(Records from a data collection)
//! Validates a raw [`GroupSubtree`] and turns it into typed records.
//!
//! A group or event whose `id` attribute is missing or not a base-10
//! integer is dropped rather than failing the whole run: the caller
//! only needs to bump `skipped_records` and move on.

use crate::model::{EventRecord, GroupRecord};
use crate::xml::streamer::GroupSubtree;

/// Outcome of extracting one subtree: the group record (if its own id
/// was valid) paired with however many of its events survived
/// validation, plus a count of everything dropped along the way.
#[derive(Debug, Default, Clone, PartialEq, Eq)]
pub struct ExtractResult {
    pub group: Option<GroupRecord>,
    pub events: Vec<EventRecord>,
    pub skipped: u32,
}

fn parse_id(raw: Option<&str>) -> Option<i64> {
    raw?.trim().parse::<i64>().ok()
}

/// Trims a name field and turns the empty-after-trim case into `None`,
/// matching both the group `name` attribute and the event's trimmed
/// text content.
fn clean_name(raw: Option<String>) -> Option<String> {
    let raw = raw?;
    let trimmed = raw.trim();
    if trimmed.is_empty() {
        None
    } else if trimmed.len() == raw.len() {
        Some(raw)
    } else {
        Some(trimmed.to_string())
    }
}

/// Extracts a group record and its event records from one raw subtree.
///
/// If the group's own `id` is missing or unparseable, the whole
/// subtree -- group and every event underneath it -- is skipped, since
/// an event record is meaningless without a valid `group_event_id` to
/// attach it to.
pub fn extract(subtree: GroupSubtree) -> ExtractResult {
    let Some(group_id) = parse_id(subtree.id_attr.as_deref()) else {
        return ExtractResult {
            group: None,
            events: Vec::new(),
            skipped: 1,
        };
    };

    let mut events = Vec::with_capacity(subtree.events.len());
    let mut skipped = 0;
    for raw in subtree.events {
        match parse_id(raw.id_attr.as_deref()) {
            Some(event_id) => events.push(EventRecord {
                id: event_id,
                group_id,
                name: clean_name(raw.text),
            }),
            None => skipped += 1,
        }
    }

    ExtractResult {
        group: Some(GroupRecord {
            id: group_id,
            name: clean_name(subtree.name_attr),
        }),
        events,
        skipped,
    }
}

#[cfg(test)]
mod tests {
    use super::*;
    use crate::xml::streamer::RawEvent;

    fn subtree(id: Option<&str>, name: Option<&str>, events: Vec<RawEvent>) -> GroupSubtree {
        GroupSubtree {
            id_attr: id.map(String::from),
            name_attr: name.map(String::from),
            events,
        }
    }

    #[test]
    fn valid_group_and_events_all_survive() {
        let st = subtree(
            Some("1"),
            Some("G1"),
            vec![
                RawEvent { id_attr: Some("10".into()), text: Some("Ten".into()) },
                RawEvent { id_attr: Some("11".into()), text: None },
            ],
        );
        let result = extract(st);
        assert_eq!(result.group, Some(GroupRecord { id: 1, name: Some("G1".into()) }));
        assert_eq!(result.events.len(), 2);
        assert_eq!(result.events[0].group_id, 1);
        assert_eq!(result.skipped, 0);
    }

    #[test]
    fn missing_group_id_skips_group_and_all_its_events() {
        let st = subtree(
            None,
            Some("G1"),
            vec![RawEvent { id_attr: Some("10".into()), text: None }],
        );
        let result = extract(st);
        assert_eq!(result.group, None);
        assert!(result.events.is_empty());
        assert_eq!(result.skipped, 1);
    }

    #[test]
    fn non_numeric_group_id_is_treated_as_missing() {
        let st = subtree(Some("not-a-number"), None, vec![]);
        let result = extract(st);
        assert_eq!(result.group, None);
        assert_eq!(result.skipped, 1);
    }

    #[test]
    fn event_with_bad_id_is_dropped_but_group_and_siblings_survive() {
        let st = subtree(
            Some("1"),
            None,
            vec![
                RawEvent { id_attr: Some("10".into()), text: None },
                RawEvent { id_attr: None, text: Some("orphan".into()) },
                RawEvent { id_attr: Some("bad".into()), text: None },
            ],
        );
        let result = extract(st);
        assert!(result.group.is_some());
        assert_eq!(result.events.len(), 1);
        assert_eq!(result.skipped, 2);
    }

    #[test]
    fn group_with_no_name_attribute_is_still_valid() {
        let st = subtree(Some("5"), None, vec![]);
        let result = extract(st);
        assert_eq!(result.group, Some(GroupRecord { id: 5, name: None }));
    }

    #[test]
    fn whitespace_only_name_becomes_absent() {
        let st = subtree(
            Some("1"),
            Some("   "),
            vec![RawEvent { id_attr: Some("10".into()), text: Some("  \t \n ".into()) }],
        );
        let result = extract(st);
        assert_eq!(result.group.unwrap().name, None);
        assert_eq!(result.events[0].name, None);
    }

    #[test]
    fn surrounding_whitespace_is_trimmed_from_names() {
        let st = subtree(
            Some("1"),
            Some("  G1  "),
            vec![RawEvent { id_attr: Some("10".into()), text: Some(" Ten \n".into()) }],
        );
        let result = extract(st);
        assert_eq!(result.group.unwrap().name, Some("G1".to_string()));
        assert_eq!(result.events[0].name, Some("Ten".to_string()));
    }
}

● **Directions**
Give the records back in full, word for word.

● **Reply**
//! Validates a raw [`GroupSubtree`] and turns it into typed records.
//!
//! A group or event whose `id` attribute is missing or not a base-10
//! integer is dropped rather than failing the whole run: the caller
//! only needs to bump `skipped_records` and move on.

use crate::model::{EventRecord, GroupRecord};
use crate::xml::streamer::GroupSubtree;

/// Outcome of extracting one subtree: the group record (if its own id
/// was valid) paired with however many of its events survived
/// validation, plus a count of everything dropped along the way.
#[derive(Debug, Default, Clone, PartialEq, Eq)]
pub struct ExtractResult {
    pub group: Option<GroupRecord>,
    pub events: Vec<EventRecord>,
    pub skipped: u32,
}

fn parse_id(raw: Option<&str>) -> Option<i64> {
    raw?.trim().parse::<i64>().ok()
}

/// Trims a name field and turns the empty-after-trim case into `None`,
/// matching both the group `name` attribute and the event's trimmed
/// text content.
fn clean_name(raw: Option<String>) -> Option<String> {
    let raw = raw?;
    let trimmed = raw.trim();
    if trimmed.is_empty() {
        None
    } else if trimmed.len() == raw.len() {
        Some(raw)
    } else {
        Some(trimmed.to_string())
    }
}

/// Extracts a group record and its event records from one raw subtree.
///
/// If the group's own `id` is missing or unparseable, the whole
/// subtree -- group and every event underneath it -- is skipped, since
/// an event record is meaningless without a valid `group_event_id` to
/// attach it to.
pub fn extract(subtree: GroupSubtree) -> ExtractResult {
    let Some(group_id) = parse_id(subtree.id_attr.as_deref()) else {
        return ExtractResult {
            group: None,
            events: Vec::new(),
            skipped: 1,
        };
    };

    let mut events = Vec::with_capacity(subtree.events.len());
    let mut skipped = 0;
    for raw in subtree.events {
        match parse_id(raw.id_attr.as_deref()) {
            Some(event_id) => events.push(EventRecord {
                id: event_id,
                group_id,
                name: clean_name(raw.text),
            }),
            None => skipped += 1,
        }
    }

    ExtractResult {
        group: Some(GroupRecord {
            id: group_id,
            name: clean_name(subtree.name_attr),
        }),
        events,
        skipped,
    }
}

#[cfg(test)]
mod tests {
    use super::*;
    use crate::xml::streamer::RawEvent;

    fn subtree(id: Option<&str>, name: Option<&str>, events: Vec<RawEvent>) -> GroupSubtree {
        GroupSubtree {
            id_attr: id.map(String::from),
            name_attr: name.map(String::from),
            events,
        }
    }

    #[test]
    fn valid_group_and_events_all_survive() {
        let st = subtree(
            Some("1"),
            Some("G1"),
            vec![
                RawEvent { id_attr: Some("10".into()), text: Some("Ten".into()) },
                RawEvent { id_attr: Some("11".into()), text: None },
            ],
        );
        let result = extract(st);
        assert_eq!(result.group, Some(GroupRecord { id: 1, name: Some("G1".into()) }));
        assert_eq!(result.events.len(), 2);
        assert_eq!(result.events[0].group_id, 1);
        assert_eq!(result.skipped, 0);
    }

    #[test]
    fn missing_group_id_skips_group_and_all_its_events() {
        let st = subtree(
            None,
            Some("G1"),
            vec![RawEvent { id_attr: Some("10".into()), text: None }],
        );
        let result = extract(st);
        assert_eq!(result.group, None);
        assert!(result.events.is_empty());
        assert_eq!(result.skipped, 1);
    }

    #[test]
    fn non_numeric_group_id_is_treated_as_missing() {
        let st = subtree(Some("not-a-number"), None, vec![]);
        let result = extract(st);
        assert_eq!(result.group, None);
        assert_eq!(result.skipped, 1);
    }

    #[test]
    fn event_with_bad_id_is_dropped_but_group_and_siblings_survive() {
        let st = subtree(
            Some("1"),
            None,
            vec![
                RawEvent { id_attr: Some("10".into()), text: None },
                RawEvent { id_attr: None, text: Some("orphan".into()) },
                RawEvent { id_attr: Some("bad".into()), text: None },
            ],
        );
        let result = extract(st);
        assert!(result.group.is_some());
        assert_eq!(result.events.len(), 1);
        assert_eq!(result.skipped, 2);
    }

    #[test]
    fn group_with_no_name_attribute_is_still_valid() {
        let st = subtree(Some("5"), None, vec![]);
        let result = extract(st);
        assert_eq!(result.group, Some(GroupRecord { id: 5, name: None }));
    }

    #[test]
    fn whitespace_only_name_becomes_absent() {
        let st = subtree(
            Some("1"),
            Some("   "),
            vec![RawEvent { id_attr: Some("10".into()), text: Some("  \t \n ".into()) }],
        );
        let result = extract(st);
        assert_eq!(result.group.unwrap().name, None);
        assert_eq!(result.events[0].name, None);
    }

    #[test]
    fn surrounding_whitespace_is_trimmed_from_names() {
        let st = subtree(
            Some("1"),
            Some("  G1  "),
            vec![RawEvent { id_attr: Some("10".into()), text: Some(" Ten \n".into()) }],
        );
        let result = extract(st);
        assert_eq!(result.group.unwrap().name, Some("G1".to_string()));
        assert_eq!(result.events[0].name, Some("Ten".to_string()));
    }
}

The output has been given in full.